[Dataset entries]
════════════════

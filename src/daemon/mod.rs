//! Container daemon access.
//!
//! [`DaemonApi`] is the seam to the container daemon's control API;
//! [`DockerDaemon`] implements it with bollard plus a hijacked connection for
//! exec stdio. [`DaemonService`] layers sandbox semantics on top: spawning the
//! idle session container, running one command through the I/O pump, archive
//! transfer and best-effort teardown.

mod attach;
mod docker;
mod io_loop;

use std::collections::BTreeMap;
use std::sync::Arc;
use std::time::Duration;

use async_trait::async_trait;
use tokio::time::Instant;
use tracing::{debug, info, warn};

pub use attach::{AttachStream, AttachedExec, DaemonEndpoint, open_exec_stream};
pub use docker::DockerDaemon;
pub use io_loop::{Completion, ExecProbe, POLL_INTERVAL, PumpOutcome, pump};

use crate::config::{EffectiveLimits, Profile};
use crate::error::Result;

/// Identifies a container created for a sandbox.
#[derive(Debug, Clone, PartialEq, Eq)]
pub struct ContainerHandle {
    pub id: String,
    pub name: String,
}

/// A `setrlimit` applied inside the container.
#[derive(Debug, Clone, PartialEq, Eq)]
pub struct Ulimit {
    pub name: &'static str,
    pub soft: i64,
    pub hard: i64,
}

/// Everything needed to create a sandbox container.
#[derive(Debug, Clone, PartialEq, Eq)]
pub struct ContainerSpec {
    pub name: String,
    pub image: String,
    pub command: Vec<String>,
    pub user: String,
    pub workdir: String,
    /// `KEY=value` pairs.
    pub env: Vec<String>,
    pub network_disabled: bool,
    pub read_only: bool,
    pub limits: EffectiveLimits,
    pub auto_remove: bool,
}

impl ContainerSpec {
    /// Spec for an idle session container that sleeps for `ttl`.
    pub fn for_profile(name: &str, profile: &Profile, workdir: &str, ttl: Duration) -> Self {
        Self {
            name: name.to_string(),
            image: profile.image.clone(),
            command: vec!["sleep".to_string(), ttl.as_secs().max(1).to_string()],
            user: profile.user.clone(),
            workdir: workdir.to_string(),
            env: env_pairs(&profile.environment),
            network_disabled: profile.network_disabled,
            read_only: profile.read_only,
            limits: profile.limits.resolve(),
            auto_remove: true,
        }
    }

    pub fn ulimits(&self) -> Vec<Ulimit> {
        let mut ulimits = Vec::new();
        if let Some(cpu) = self.limits.cpu_time_secs {
            let cpu = i64::try_from(cpu).unwrap_or(i64::MAX);
            ulimits.push(Ulimit {
                name: "cpu",
                soft: cpu,
                hard: cpu,
            });
        }
        if let Some(fsize) = self.limits.file_size_bytes {
            let fsize = i64::try_from(fsize).unwrap_or(i64::MAX);
            ulimits.push(Ulimit {
                name: "fsize",
                soft: fsize,
                hard: fsize,
            });
        }
        ulimits
    }
}

/// Command to run in an existing container.
#[derive(Debug, Clone, PartialEq, Eq)]
pub struct ExecSpec {
    pub cmd: Vec<String>,
    /// `KEY=value` pairs.
    pub env: Vec<String>,
}

#[derive(Debug, Clone, Copy, PartialEq, Eq)]
pub struct ExecStatus {
    pub running: bool,
    pub exit_code: Option<i64>,
}

#[derive(Debug, Clone, Copy, PartialEq, Eq)]
pub struct ContainerStatus {
    pub running: bool,
    pub exit_code: Option<i64>,
    pub oom_killed: bool,
}

/// Control-API operations consumed by the sandbox.
#[async_trait]
pub trait DaemonApi: Send + Sync {
    /// Check that the daemon answers.
    async fn ping(&self) -> Result<()>;

    /// Whether an image with this tag exists locally.
    async fn image_exists(&self, tag: &str) -> Result<bool>;

    /// Build an image from a tar build context holding a `Dockerfile`.
    async fn build_image(&self, tag: &str, context: Vec<u8>) -> Result<()>;

    /// Create a container and return its id.
    async fn create_container(&self, spec: &ContainerSpec) -> Result<String>;

    async fn start_container(&self, id: &str) -> Result<()>;

    async fn inspect_container(&self, id: &str) -> Result<ContainerStatus>;

    async fn kill_container(&self, id: &str) -> Result<()>;

    /// Force-remove a container. Removing a missing container succeeds.
    async fn remove_container(&self, id: &str) -> Result<()>;

    /// Create an exec instance attached to stdin, stdout and stderr.
    async fn create_exec(&self, container_id: &str, spec: &ExecSpec) -> Result<String>;

    /// Start an exec instance and return its raw multiplexed stream.
    async fn start_exec(&self, exec_id: &str) -> Result<AttachedExec>;

    async fn inspect_exec(&self, exec_id: &str) -> Result<ExecStatus>;

    /// Extract a tar archive into `path` inside the container.
    async fn put_archive(&self, container_id: &str, path: &str, archive: Vec<u8>) -> Result<()>;

    /// Fetch `path` from the container as a tar archive.
    async fn get_archive(&self, container_id: &str, path: &str) -> Result<Vec<u8>>;
}

/// Outcome of one command run inside a sandbox.
#[derive(Debug, Clone, PartialEq, Eq)]
pub struct ExecutionResult {
    pub stdout: Vec<u8>,
    pub stderr: Vec<u8>,
    /// Process exit code; `-1` when unknown or timed out.
    pub exit_code: i64,
    pub timed_out: bool,
    pub oom_killed: bool,
    pub duration: Duration,
}

impl ExecutionResult {
    pub fn stdout_text(&self) -> String {
        String::from_utf8_lossy(&self.stdout).into_owned()
    }

    pub fn stderr_text(&self) -> String {
        String::from_utf8_lossy(&self.stderr).into_owned()
    }

    /// Exited normally with status 0.
    pub fn success(&self) -> bool {
        !self.timed_out && !self.oom_killed && self.exit_code == 0
    }
}

/// Exit status polls after the stream closes, for daemons that report the exec
/// as running for a moment after its output ends.
const EXIT_STATUS_POLLS: u32 = 20;
const EXIT_STATUS_POLL_DELAY: Duration = Duration::from_millis(25);

struct ExecLiveness<'a> {
    api: &'a dyn DaemonApi,
    exec_id: &'a str,
}

#[async_trait]
impl ExecProbe for ExecLiveness<'_> {
    async fn is_running(&self) -> Result<bool> {
        Ok(self.api.inspect_exec(self.exec_id).await?.running)
    }
}

/// Sandbox-level operations over a shared [`DaemonApi`].
pub struct DaemonService {
    api: Arc<dyn DaemonApi>,
    session_ttl: Duration,
}

impl DaemonService {
    pub fn new(api: Arc<dyn DaemonApi>, session_ttl: Duration) -> Self {
        Self { api, session_ttl }
    }

    pub async fn ping(&self) -> Result<()> {
        self.api.ping().await
    }

    /// Create and start an idle container for a sandbox session.
    pub async fn spawn_container(
        &self,
        name: &str,
        profile: &Profile,
        workdir: &str,
    ) -> Result<ContainerHandle> {
        let spec = ContainerSpec::for_profile(name, profile, workdir, self.session_ttl);
        info!(
            container = %name,
            image = %spec.image,
            user = %spec.user,
            memory_bytes = spec.limits.memory_bytes,
            pids_limit = spec.limits.pids_limit,
            network_disabled = spec.network_disabled,
            read_only = spec.read_only,
            "Creating sandbox container"
        );

        let id = self.api.create_container(&spec).await?;
        let handle = ContainerHandle {
            id,
            name: name.to_string(),
        };

        if let Err(e) = self.api.start_container(&handle.id).await {
            self.remove_container(&handle).await;
            return Err(e);
        }

        debug!(container = %name, id = %handle.id, "Sandbox container started");
        Ok(handle)
    }

    /// Run a command in the container, streaming stdin and collecting output
    /// until it finishes or `timeout` elapses.
    ///
    /// On timeout the container is killed and removed, and the output read so
    /// far is returned with `timed_out` set.
    pub async fn exec_command(
        &self,
        handle: &ContainerHandle,
        cmd: Vec<String>,
        stdin: Option<&[u8]>,
        timeout: Duration,
        env: &BTreeMap<String, String>,
    ) -> Result<ExecutionResult> {
        let spec = ExecSpec {
            cmd,
            env: env_pairs(env),
        };
        let exec_id = self.api.create_exec(&handle.id, &spec).await?;
        let AttachedExec { mut stream, prefix } = self.api.start_exec(&exec_id).await?;

        let stdin = stdin.unwrap_or_default();
        debug!(
            container = %handle.name,
            exec = %exec_id,
            stdin_bytes = stdin.len(),
            timeout_ms = timeout.as_millis() as u64,
            "Attached to exec instance"
        );

        let started = Instant::now();
        let probe = ExecLiveness {
            api: self.api.as_ref(),
            exec_id: &exec_id,
        };
        let outcome = pump(&mut stream, &prefix, stdin, started + timeout, &probe).await;
        drop(stream);
        let duration = started.elapsed();

        let completion = outcome.completion;
        let (stdout, stderr) = outcome.parser.into_output();

        if completion == Completion::TimedOut {
            warn!(container = %handle.name, ?timeout, "Timeout reached, killing container");
            self.kill_container(handle).await;
            return Ok(ExecutionResult {
                stdout,
                stderr,
                exit_code: -1,
                timed_out: true,
                oom_killed: false,
                duration,
            });
        }

        let exit_code = self.final_exit_code(&exec_id).await;
        let oom_killed = match self.api.inspect_container(&handle.id).await {
            Ok(status) => status.oom_killed,
            Err(e) => {
                debug!(container = %handle.name, error = %e, "Could not inspect container state");
                false
            }
        };

        info!(
            container = %handle.name,
            exit_code,
            oom_killed,
            ?completion,
            duration_ms = duration.as_millis() as u64,
            "Command finished"
        );

        Ok(ExecutionResult {
            stdout,
            stderr,
            exit_code,
            timed_out: false,
            oom_killed,
            duration,
        })
    }

    async fn final_exit_code(&self, exec_id: &str) -> i64 {
        for _ in 0..EXIT_STATUS_POLLS {
            match self.api.inspect_exec(exec_id).await {
                Ok(ExecStatus {
                    running: false,
                    exit_code,
                }) => return exit_code.unwrap_or(-1),
                Ok(_) => tokio::time::sleep(EXIT_STATUS_POLL_DELAY).await,
                Err(e) => {
                    debug!(exec = %exec_id, error = %e, "Could not inspect exec instance");
                    return -1;
                }
            }
        }
        -1
    }

    /// Extract a tar archive into `path` inside the container.
    pub async fn copy_to(
        &self,
        handle: &ContainerHandle,
        path: &str,
        archive: Vec<u8>,
    ) -> Result<()> {
        debug!(
            container = %handle.name,
            path = %path,
            bytes = archive.len(),
            "Copying archive into container"
        );
        self.api.put_archive(&handle.id, path, archive).await
    }

    /// Fetch `path` from the container as a tar archive.
    pub async fn copy_from(&self, handle: &ContainerHandle, path: &str) -> Result<Vec<u8>> {
        debug!(container = %handle.name, path = %path, "Copying archive out of container");
        self.api.get_archive(&handle.id, path).await
    }

    /// Kill then remove, ignoring failures of either step.
    async fn kill_container(&self, handle: &ContainerHandle) {
        if let Err(e) = self.api.kill_container(&handle.id).await {
            debug!(container = %handle.name, error = %e, "Kill failed");
        }
        self.remove_container(handle).await;
    }

    /// Force-remove the container. Failures are logged, never returned.
    pub async fn remove_container(&self, handle: &ContainerHandle) {
        match self.api.remove_container(&handle.id).await {
            Ok(()) => debug!(container = %handle.name, "Sandbox container removed"),
            Err(e) => {
                warn!(container = %handle.name, error = %e, "Failed to remove sandbox container")
            }
        }
    }
}

fn env_pairs(env: &BTreeMap<String, String>) -> Vec<String> {
    env.iter().map(|(k, v)| format!("{}={}", k, v)).collect()
}

#[cfg(test)]
mod tests {
    use pretty_assertions::assert_eq;

    use super::*;
    use crate::config::ResourceLimits;

    fn profile() -> Profile {
        Profile::new("ds", "sandbox/ds:latest", "python:3.12-slim")
            .with_user("analyst")
            .with_read_only(true)
            .with_env("MPLBACKEND", "Agg")
            .with_env("LANG", "C.UTF-8")
            .with_limits(ResourceLimits {
                memory_mb: Some(256),
                cpu_time_secs: Some(3),
                file_size_bytes: Some(1 << 20),
                ..Default::default()
            })
    }

    #[test]
    fn test_container_spec_from_profile() {
        let spec = ContainerSpec::for_profile(
            "agentic-sandbox-1",
            &profile(),
            "/sandbox",
            Duration::from_secs(900),
        );
        assert_eq!(spec.image, "sandbox/ds:latest");
        assert_eq!(spec.command, vec!["sleep", "900"]);
        assert_eq!(spec.user, "analyst");
        assert_eq!(spec.workdir, "/sandbox");
        assert_eq!(spec.env, vec!["LANG=C.UTF-8", "MPLBACKEND=Agg"]);
        assert!(spec.network_disabled);
        assert!(spec.read_only);
        assert!(spec.auto_remove);
        assert_eq!(spec.limits.memory_bytes, 256 * 1024 * 1024);
        assert_eq!(spec.limits.memory_swap_bytes, spec.limits.memory_bytes);
    }

    #[test]
    fn test_ulimits_only_when_declared() {
        let spec = ContainerSpec::for_profile("n", &profile(), "/sandbox", Duration::from_secs(60));
        assert_eq!(
            spec.ulimits(),
            vec![
                Ulimit {
                    name: "cpu",
                    soft: 3,
                    hard: 3
                },
                Ulimit {
                    name: "fsize",
                    soft: 1 << 20,
                    hard: 1 << 20
                },
            ]
        );

        let bare = Profile::new("b", "b:1", "debian:bookworm-slim");
        let spec = ContainerSpec::for_profile("n", &bare, "/sandbox", Duration::from_secs(60));
        assert!(spec.ulimits().is_empty());
    }

    #[test]
    fn test_execution_result_text_and_success() {
        let result = ExecutionResult {
            stdout: b"ok \xf0\x9f\x93\x8a\n".to_vec(),
            stderr: vec![0xff],
            exit_code: 0,
            timed_out: false,
            oom_killed: false,
            duration: Duration::from_millis(5),
        };
        assert_eq!(result.stdout_text(), "ok 📊\n");
        assert_eq!(result.stderr_text(), "\u{fffd}");
        assert!(result.success());

        let oom = ExecutionResult {
            exit_code: 137,
            oom_killed: true,
            ..result
        };
        assert!(!oom.success());
    }
}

════════════════

◆ WHAT TO WORK ON
Copy every line from the entries that contains the word "context".

◆ SOLVED PROBLEM
    /// Build an image from a tar build context holding a `Dockerfile`.
    async fn build_image(&self, tag: &str, context: Vec<u8>) -> Result<()>;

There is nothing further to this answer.